Every line of the entries with the word "Serialize" in it should be shown.

Extracted records:
────────

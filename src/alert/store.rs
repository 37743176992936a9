//! Durable alert persistence.
//!
//! Records are append-only: created exactly once per fired alert, never
//! mutated, listed in creation order. An append is atomic from the caller's
//! perspective (one INSERT), so a record either exists in full or not at all.

use anyhow::{anyhow, Context, Result};
use chrono::{DateTime, Utc};
use rusqlite::{params, Connection};
use serde::Serialize;

/// Field length clamps, matching the external query-surface schema.
const MAX_ITEM_NAME_LEN: usize = 50;
const MAX_SCREENSHOT_PATH_LEN: usize = 200;

/// A record about to be appended. `id` is assigned by the store.
#[derive(Clone, Debug)]
pub struct NewAlert {
    pub item_name: String,
    pub timestamp: DateTime<Utc>,
    /// Empty when the screenshot write failed; the record is kept regardless.
    pub screenshot_path: String,
}

/// A persisted alert record.
#[derive(Clone, Debug, Serialize, PartialEq)]
pub struct AlertRecord {
    pub id: i64,
    pub item_name: String,
    pub timestamp: DateTime<Utc>,
    pub screenshot_path: String,
}

pub trait AlertStore: Send {
    /// Append one record, returning its assigned id.
    fn append(&mut self, alert: &NewAlert) -> Result<i64>;

    /// All records in creation order.
    fn list_all(&self) -> Result<Vec<AlertRecord>>;
}

fn clamp(value: &str, max: usize) -> String {
    if value.len() <= max {
        return value.to_string();
    }
    let mut end = max;
    while end > 0 && !value.is_char_boundary(end) {
        end -= 1;
    }
    value[..end].to_string()
}

// ----------------------------------------------------------------------------
// SQLite store
// ----------------------------------------------------------------------------

pub struct SqliteAlertStore {
    conn: Connection,
}

impl SqliteAlertStore {
    pub fn open(db_path: impl AsRef<std::path::Path>) -> Result<Self> {
        let db_path = db_path.as_ref();
        let conn = Connection::open(db_path)
            .with_context(|| format!("failed to open alert database {}", db_path.display()))?;
        let mut store = Self { conn };
        store.ensure_schema()?;
        Ok(store)
    }

    fn ensure_schema(&mut self) -> Result<()> {
        self.conn.execute_batch(
            r#"
            PRAGMA journal_mode=WAL;

            CREATE TABLE IF NOT EXISTS alerts (
              id INTEGER PRIMARY KEY AUTOINCREMENT,
              item_name TEXT NOT NULL,
              timestamp TEXT NOT NULL,
              screenshot_path TEXT NOT NULL DEFAULT ''
            );

            CREATE INDEX IF NOT EXISTS idx_alerts_timestamp ON alerts(timestamp);
            "#,
        )?;
        Ok(())
    }
}

impl AlertStore for SqliteAlertStore {
    fn append(&mut self, alert: &NewAlert) -> Result<i64> {
        let item_name = clamp(&alert.item_name, MAX_ITEM_NAME_LEN);
        let screenshot_path = clamp(&alert.screenshot_path, MAX_SCREENSHOT_PATH_LEN);
        self.conn.execute(
            "INSERT INTO alerts(item_name, timestamp, screenshot_path) VALUES (?1, ?2, ?3)",
            params![item_name, alert.timestamp.to_rfc3339(), screenshot_path],
        )?;
        Ok(self.conn.last_insert_rowid())
    }

    fn list_all(&self) -> Result<Vec<AlertRecord>> {
        let mut stmt = self
            .conn
            .prepare("SELECT id, item_name, timestamp, screenshot_path FROM alerts ORDER BY id ASC")?;
        let mut rows = stmt.query([])?;
        let mut records = Vec::new();
        while let Some(row) = rows.next()? {
            let id: i64 = row.get(0)?;
            let item_name: String = row.get(1)?;
            let raw_timestamp: String = row.get(2)?;
            let screenshot_path: String = row.get(3)?;
            let timestamp = DateTime::parse_from_rfc3339(&raw_timestamp)
                .map_err(|e| anyhow!("corrupt alert timestamp '{}': {}", raw_timestamp, e))?
                .with_timezone(&Utc);
            records.push(AlertRecord {
                id,
                item_name,
                timestamp,
                screenshot_path,
            });
        }
        Ok(records)
    }
}

// ----------------------------------------------------------------------------
// In-memory store for tests
// ----------------------------------------------------------------------------

#[derive(Default)]
pub struct InMemoryAlertStore {
    records: Vec<AlertRecord>,
    next_id: i64,
}

impl InMemoryAlertStore {
    pub fn new() -> Self {
        Self {
            records: Vec::new(),
            next_id: 1,
        }
    }
}

impl AlertStore for InMemoryAlertStore {
    fn append(&mut self, alert: &NewAlert) -> Result<i64> {
        let id = self.next_id;
        self.next_id += 1;
        self.records.push(AlertRecord {
            id,
            item_name: clamp(&alert.item_name, MAX_ITEM_NAME_LEN),
            timestamp: alert.timestamp,
            screenshot_path: clamp(&alert.screenshot_path, MAX_SCREENSHOT_PATH_LEN),
        });
        Ok(id)
    }

    fn list_all(&self) -> Result<Vec<AlertRecord>> {
        Ok(self.records.clone())
    }
}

────────

Result of the exercise:
use serde::Serialize;
#[derive(Clone, Debug, Serialize, PartialEq)]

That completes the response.